A plan keeps you on topic, prevents going blank mid-answer, and stops you from spending paragraphs on points that are not actually relevant to the question.

How do you write clearly under pressure?

Clarity drops when students are stressed. These habits help:

  • Write in sentences. Bullet points are acceptable in some subjects and marks-forfeiting in others — know your subject's expectations.
  • Start each paragraph with a clear point. The first sentence of each paragraph is the most important — it tells the examiner what you are arguing.
  • Be specific. Vague statements lose marks. "The war was caused by many factors" earns nothing. "One long-term cause of WWI was the system of military alliances" earns a mark.
  • Do not repeat the question. Many students waste 30 seconds paraphrasing the question instead of answering it. Start with your first point.

What do you do if you go blank in an exam?

Going blank is a form of retrieval failure triggered by anxiety. The counter-techniques:

  1. Take three slow breaths — this genuinely reduces the cortisol spike that blocks retrieval.
  2. Write what you do know — start with anything relevant, even tangentially. Writing often unlocks further recall.
  3. Move to the next question — come back. A change of question can break the block.
  4. Use your plan — if you planned the answer before writing and then went blank, look at your bullet points. They serve as memory cues.
  5. Write something, even if uncertain — a guess based on general knowledge earns more than a blank page.

How do you practise writing under time pressure?

Most students revise content carefully but never practise under timed conditions. Add timed practice to your revision schedule:

  1. Set a timer to match the mark allocation (use the one-mark-per-minute rule above).
  2. Attempt the question without looking at notes.
  3. Stop when the timer goes off, even if unfinished.
  4. Mark your answer against the mark scheme.
  5. Note what you included, what you missed, and how long each section took.
  6. Over time, track whether your writing speed and coverage are improving.

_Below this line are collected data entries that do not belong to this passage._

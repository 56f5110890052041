// THEORY:
// The `compositor` is the consumer side of the match registry. It rasterizes
// every confirmed match's 16 mask offsets through the match's stored
// transform into a flat boolean mask, then composites the source image
// against it: source pixel where the mask is set, fully transparent
// everywhere else. Mask writes that land outside the image are skipped, not
// errors - a match validated near the edge may still own out-of-frame mask
// pixels through its border tolerance.
//
// Saving goes through `image`'s PNG encoder directly so the output stays a
// byte-for-byte RGBA8 dump of the composited buffer.

use crate::core_modules::registry::MatchRegistry;
use crate::core_modules::template::template::MASK_OFFSETS;
use image::codecs::png::PngEncoder;
use image::{ExtendedColorType, ImageEncoder, Rgba, RgbaImage};
use std::path::Path;

/// Rasterizes the registry into a row-major boolean mask of the given
/// dimensions. Out-of-bounds mask pixels are clamped away silently.
pub fn rasterize_mask(registry: &MatchRegistry, width: u32, height: u32) -> Vec<bool> {
    let mut mask = vec![false; (width * height) as usize];
    for crewmate in registry.iter() {
        for &(local_x, local_y) in MASK_OFFSETS.iter() {
            let (x, y) = crewmate.offset.transform(local_x, local_y);
            if x >= 0 && y >= 0 && (x as u32) < width && (y as u32) < height {
                mask[(y as u32 * width + x as u32) as usize] = true;
            }
        }
    }
    mask
}

/// Keeps the source pixel wherever the mask is set, transparent elsewhere.
pub fn composite(source: &RgbaImage, mask: &[bool]) -> RgbaImage {
    let (width, height) = source.dimensions();
    let mut output = RgbaImage::from_pixel(width, height, Rgba([0, 0, 0, 0]));
    for (x, y, pixel) in source.enumerate_pixels() {
        if mask[(y * width + x) as usize] {
            output.put_pixel(x, y, *pixel);
        }
    }
    output
}

/// Persists the composited image as an RGBA8 PNG.
pub fn save(path: &Path, image: &RgbaImage) -> Result<(), image::ImageError> {
    let output = std::fs::File::create(path)?;
    let encoder = PngEncoder::new(output);
    encoder.write_image(
        image.as_raw(),
        image.width(),
        image.height(),
        ExtendedColorType::Rgba8,
    )?;
    Ok(())
}

#[cfg(test)]
mod tests {
    use super::*;
    use crate::core_modules::geometry::{Flip, Offset, Orientation};
    use crate::core_modules::registry::Crewmate;
    use crate::core_modules::surface::pack_rgba;

    fn single_match(x: i32, y: i32) -> MatchRegistry {
        let mut registry = MatchRegistry::new();
        registry.push(Crewmate {
            offset: Offset {
                x,
                y,
                orientation: Orientation::Horizontal,
                flip: Flip::ZERO,
            },
            color: pack_rgba([200, 30, 40, 255]),
        });
        registry
    }

    #[test]
    fn mask_covers_exactly_the_mask_offsets() {
        let registry = single_match(8, 8);
        let mask = rasterize_mask(&registry, 16, 16);
        assert_eq!(mask.iter().filter(|&&set| set).count(), MASK_OFFSETS.len());
        for &(lx, ly) in MASK_OFFSETS.iter() {
            let (x, y) = (8 + lx, 8 + ly);
            assert!(mask[(y * 16 + x) as usize]);
        }
    }

    #[test]
    fn out_of_bounds_mask_writes_are_skipped() {
        // Anchor at the very corner: most of the silhouette lies outside.
        let registry = single_match(0, 0);
        let mask = rasterize_mask(&registry, 16, 16);
        let in_bounds = MASK_OFFSETS
            .iter()
            .filter(|&&(lx, ly)| lx >= 0 && ly >= 0)
            .count();
        assert_eq!(mask.iter().filter(|&&set| set).count(), in_bounds);
    }

    #[test]
    fn composite_clears_everything_outside_the_mask() {
        let source = RgbaImage::from_pixel(16, 16, Rgba([200, 30, 40, 255]));
        let registry = single_match(8, 8);
        let mask = rasterize_mask(&registry, 16, 16);
        let output = composite(&source, &mask);
        for (x, y, pixel) in output.enumerate_pixels() {
            if mask[(y * 16 + x) as usize] {
                assert_eq!(pixel, &Rgba([200, 30, 40, 255]));
            } else {
                assert_eq!(pixel, &Rgba([0, 0, 0, 0]));
            }
        }
    }

    #[test]
    fn save_writes_a_png() {
        let image = RgbaImage::from_pixel(8, 8, Rgba([255, 255, 255, 255]));
        let path = std::env::temp_dir().join("crewmate_vision_save_test.png");
        save(&path, &image).expect("error saving file");
        let reloaded = image::open(&path).expect("error reloading file").to_rgba8();
        assert_eq!(reloaded, image);
        let _ = std::fs::remove_file(&path);
    }
}
pub mod compositor;
pub mod geometry;
pub mod registry;
pub mod scanner;
pub mod surface;
pub mod template;
pub mod validator;
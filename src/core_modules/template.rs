// THEORY:
// The `template` module is the single source of truth for the crewmate
// silhouette. Three fixed offset tables describe it in shape-local
// coordinates, anchor at the center of the five-pixel backbone run:
//
//       x: -3 -2 -1  0  1  2  3
//   y: -2    .  o  o  .  .  .        o  border
//   y: -1    o  #  #  o  o  .        #  body
//   y:  0 o  #  #  #  #  #  o        v  visor
//   y:  1 o  #  v  #  #  o  .
//   y:  2 o  #  v  #  #  #  o
//   y:  3    o  o  o  o  o  .
//
// - `BODY_OFFSETS` (14): every pixel that must carry the body color.
// - `BORDER_OFFSETS` (16): the ring just outside the silhouette, expected to
//   contrast with the body so a real shape boundary can be told apart from a
//   solid color field.
// - `VISOR_OFFSETS` (2): the two visor pixels, expected to agree with each
//   other and differ from the body.
// - `MASK_OFFSETS` (16): body plus visor; the pixels copied into the output
//   image for a confirmed match.
//
// The tables are constants and are never mutated. The backbone row at y = 0
// spans x in [-2, 2]; that run is what the scanner's run-length counter
// locks onto.

pub mod template {
    /// A shape-local pixel offset relative to the anchor.
    pub type LocalOffset = (i32, i32);

    /// Pixels that must all equal the run color for a full-body match.
    pub const BODY_OFFSETS: [LocalOffset; 14] = [
        // y = -1
        (-1, -1),
        (0, -1),
        // y = 0 (the backbone run)
        (-2, 0),
        (-1, 0),
        (0, 0),
        (1, 0),
        (2, 0),
        // y = 1
        (-2, 1),
        (0, 1),
        (1, 1),
        // y = 2
        (-2, 2),
        (0, 2),
        (1, 2),
        (2, 2),
    ];

    /// The contrasting ring one step outside the silhouette.
    pub const BORDER_OFFSETS: [LocalOffset; 16] = [
        // y = -2
        (-1, -2),
        (0, -2),
        // y = -1
        (-2, -1),
        (1, -1),
        (2, -1),
        // y = 0
        (-3, 0),
        (3, 0),
        // y = 1
        (-3, 1),
        (2, 1),
        // y = 2
        (-3, 2),
        (3, 2),
        // y = 3
        (-2, 3),
        (-1, 3),
        (0, 3),
        (1, 3),
        (2, 3),
    ];

    /// The two visor pixels inside the silhouette.
    pub const VISOR_OFFSETS: [LocalOffset; 2] = [(-1, 1), (-1, 2)];

    /// Body plus visor: everything rasterized into the output for a match.
    pub const MASK_OFFSETS: [LocalOffset; 16] = [
        (-1, -1),
        (0, -1),
        (-2, 0),
        (-1, 0),
        (0, 0),
        (1, 0),
        (2, 0),
        (-2, 1),
        (0, 1),
        (1, 1),
        (-2, 2),
        (0, 2),
        (1, 2),
        (2, 2),
        (-1, 1),
        (-1, 2),
    ];
}
#[cfg(test)]
mod tests {
    use super::*;
    use crate::{
        config::Stage,
        dogu::{DoguResources, DoguSpec},
        registry::MockConfigurationStore,
        resource::owner::ControllerOwnerReference,
    };
    use expect_test::expect;
    use k8s_openapi::apimachinery::pkg::{
        api::resource::Quantity, apis::meta::v1::OwnerReference,
    };

    struct FailingOwner;
    impl OwnerAttacher for FailingOwner {
        fn owner_reference(&self, _dogu: &Dogu) -> Result<OwnerReference> {
            Err(Error::OwnerReference("no kind registered for Dogu".to_owned()))
        }
    }

    fn empty_config() -> RequirementsGenerator {
        let mut config = MockConfigurationStore::new();
        config.expect_get().returning(|_, _| Ok(None));
        RequirementsGenerator::new(Arc::new(config))
    }

    fn generator() -> ResourceGenerator {
        ResourceGenerator::new(
            GeneratorConfig::default(),
            empty_config(),
            Arc::new(ControllerOwnerReference),
        )
    }

    #[tokio::test]
    async fn ldap_deployment() {
        let mut descriptor = DoguDescriptor::test_ldap();
        descriptor.security.run_as_non_root = true;
        let deployment = generator()
            .create_dogu_deployment(&Dogu::test(), &descriptor, None)
            .await
            .unwrap();
        assert_eq!(deployment.metadata.name.as_deref(), Some("ldap"));
        assert_eq!(
            deployment.metadata.labels,
            Some(managed_labels("ldap"))
        );
        assert_eq!(deployment.owner_references()[0].uid, "ldap-uid");
        let spec = deployment.spec.unwrap();
        assert_eq!(
            spec.strategy.unwrap().type_.as_deref(),
            Some("Recreate")
        );
        assert_eq!(spec.selector.match_labels, Some(selector_labels("ldap")));
        let labels = spec.template.metadata.unwrap().labels.unwrap();
        assert_eq!(labels.get("dogu.version").map(String::as_str), Some("1.2.3"));
        let pod = spec.template.spec.unwrap();
        assert_eq!(pod.security_context.unwrap().fs_group, Some(101));
        assert_eq!(
            pod.init_containers.unwrap()[0].image.as_deref(),
            Some("busybox:1.36.1-glibc")
        );
        let container = &pod.containers[0];
        assert_eq!(
            container.image.as_deref(),
            Some("registry.cloudogu.com/official/ldap:1.2.3")
        );
        assert_eq!(container.image_pull_policy.as_deref(), Some("IfNotPresent"));
        assert_eq!(
            container
                .security_context
                .as_ref()
                .unwrap()
                .run_as_non_root,
            Some(true)
        );
        assert_eq!(container.resources, Some(ResourceRequirements::default()));
    }

    #[tokio::test]
    async fn deployment_patch_is_applied() {
        let generator = ResourceGenerator::new(
            GeneratorConfig {
                stage: Stage::Development,
                ..Default::default()
            },
            empty_config(),
            Arc::new(ControllerOwnerReference),
        );
        let patch: DeploymentPatch = &|deployment: &mut Deployment| {
            if let Some(spec) = deployment.spec.as_mut() {
                spec.replicas = Some(0);
            }
        };
        let deployment = generator
            .create_dogu_deployment(&Dogu::test(), &DoguDescriptor::test_ldap(), Some(patch))
            .await
            .unwrap();
        let spec = deployment.spec.unwrap();
        assert_eq!(spec.replicas, Some(0));
        assert_eq!(
            spec.template.spec.unwrap().containers[0]
                .image_pull_policy
                .as_deref(),
            Some("Always")
        );
    }

    #[test]
    fn ldap_exposed_services() {
        let services = generator()
            .create_dogu_exposed_services(&Dogu::test(), &DoguDescriptor::test_ldap())
            .unwrap();
        assert_eq!(services.len(), 1);
        assert_eq!(services[0].metadata.name.as_deref(), Some("ldap-exposed-2222"));
        let spec = services[0].spec.as_ref().unwrap();
        assert_eq!(spec.type_.as_deref(), Some("LoadBalancer"));
        assert_eq!(
            spec.ports,
            Some(vec![ServicePort {
                name: Some("2222".to_owned()),
                port: 2222,
                target_port: Some(IntOrString::Int(2222)),
                protocol: Some("TCP".to_owned()),
                ..Default::default()
            }])
        );
    }

    #[test]
    fn owner_errors_are_collected_per_port() {
        let generator = ResourceGenerator::new(
            GeneratorConfig::default(),
            empty_config(),
            Arc::new(FailingOwner),
        );
        let err = generator
            .create_dogu_exposed_services(
                &Dogu::test(),
                &DoguDescriptor::test_with_ports("ldap", &[2222, 3333]),
            )
            .unwrap_err();
        expect![[r#"
            failed to set controller reference: no kind registered for Dogu
            failed to set controller reference: no kind registered for Dogu"#]]
        .assert_eq(&err.to_string());
    }

    #[test]
    fn service_from_image_config() {
        let image = ImageConfig {
            env: vec!["SERVICE_TAGS=webapp".to_owned()],
            exposed_ports: BTreeMap::from([("8080/tcp".to_owned(), serde_json::json!({}))]),
            ..Default::default()
        };
        let dogu = Dogu::test().with_spec(DoguSpec {
            additional_ingress_annotations: BTreeMap::from([(
                "nginx.ingress.kubernetes.io/proxy-body-size".to_owned(),
                "0".to_owned(),
            )]),
            ..Dogu::test().spec
        });
        let service = generator()
            .create_dogu_service(&dogu, &DoguDescriptor::test_ldap(), &image)
            .unwrap();
        let spec = service.spec.as_ref().unwrap();
        assert_eq!(spec.type_.as_deref(), Some("ClusterIP"));
        assert_eq!(
            spec.ports,
            Some(vec![ServicePort {
                name: Some("8080".to_owned()),
                port: 8080,
                protocol: Some("TCP".to_owned()),
                ..Default::default()
            }])
        );
        let annotations = service.annotations();
        expect![[r#"
            {
                "k8s-dogu-operator.cloudogu.com/additional-ingress-annotations": "{\"nginx.ingress.kubernetes.io/proxy-body-size\":\"0\"}",
                "k8s-dogu-operator.cloudogu.com/ces-exposed-ports": "[{\"protocol\":\"TCP\",\"port\":2222,\"targetPort\":2222}]",
                "k8s-dogu-operator.cloudogu.com/ces-services": "[{\"name\":\"ldap\",\"port\":8080,\"location\":\"/ldap\",\"pass\":\"/ldap\"}]",
            }
        "#]]
        .assert_debug_eq(annotations);
    }

    #[test]
    fn pvc_size_and_class() {
        let pvc = generator().create_dogu_pvc(&Dogu::test()).unwrap();
        let spec = pvc.spec.unwrap();
        assert_eq!(spec.storage_class_name.as_deref(), Some("longhorn"));
        assert_eq!(spec.access_modes, Some(vec!["ReadWriteOnce".to_owned()]));
        assert_eq!(
            spec.resources.unwrap().requests.unwrap()["storage"],
            Quantity("2Gi".to_owned())
        );

        let dogu = Dogu::test().with_spec(DoguSpec {
            resources: DoguResources {
                data_volume_size: Some("5Gi".to_owned()),
            },
            ..Dogu::test().spec
        });
        let pvc = generator().create_dogu_pvc(&dogu).unwrap();
        assert_eq!(
            pvc.spec.unwrap().resources.unwrap().requests.unwrap()["storage"],
            Quantity("5Gi".to_owned())
        );

        let reserved = generator().create_reserved_pvc(&Dogu::test()).unwrap();
        assert_eq!(reserved.metadata.name.as_deref(), Some("ldap-reserved"));
    }

    #[test]
    fn secret_is_opaque() {
        let secret = generator()
            .create_dogu_secret(
                &Dogu::test(),
                "ldap-private",
                BTreeMap::from([("private.pem".to_owned(), "key".to_owned())]),
            )
            .unwrap();
        assert_eq!(secret.type_.as_deref(), Some("Opaque"));
        assert_eq!(secret.metadata.labels, Some(managed_labels("ldap")));
    }
}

Doing three or four timed practice answers per week in the month before exams makes a measurable difference to performance on the day.

Frequently asked questions

Is it better to spend more time on questions I find hard, or move on?

Move on. Spending 20 minutes on a 4-mark question you are stuck on, at the expense of leaving a 12-mark question unattempted, is never a good trade-off. Write your best attempt in the allocated time, put a small mark in the margin to return to it, and move forward. Return to flagged questions in any remaining time at the end.

Should I check my answers at the end?

Yes, if time allows — but only check specific things: that you have answered the actual question asked (not a related one you preferred), that you have not made obvious arithmetic errors in maths, and that you have not accidentally left a question blank. Changing an answer you feel uncertain about is risky — research suggests first answers are often correct. Only change an answer when you are confident the new answer is better.

How do I improve my handwriting speed for exams?

Handwriting is a physical skill that deteriorates with lack of practice if you use keyboards predominantly. In the months before exams, write by hand for at least 15 minutes per day. Practise timed essay-writing by hand (not just on screen). If handwriting is genuinely slow due to a medical condition or specific learning difficulty, speak to your school's SENCO about an access arrangement such as extra time or use of a word processor.

What should I do the night before an exam to prepare my writing?

Do not attempt to learn new material. Instead, review your topic summaries and key vocabulary (30 minutes maximum), then plan your morning: wake time, breakfast, what to bring, route to school. Go to bed at a reasonable hour. Research consistently shows that sleep in the night before an exam is one of the strongest predictors of memory consolidation — being well-rested out-performs late-night cramming.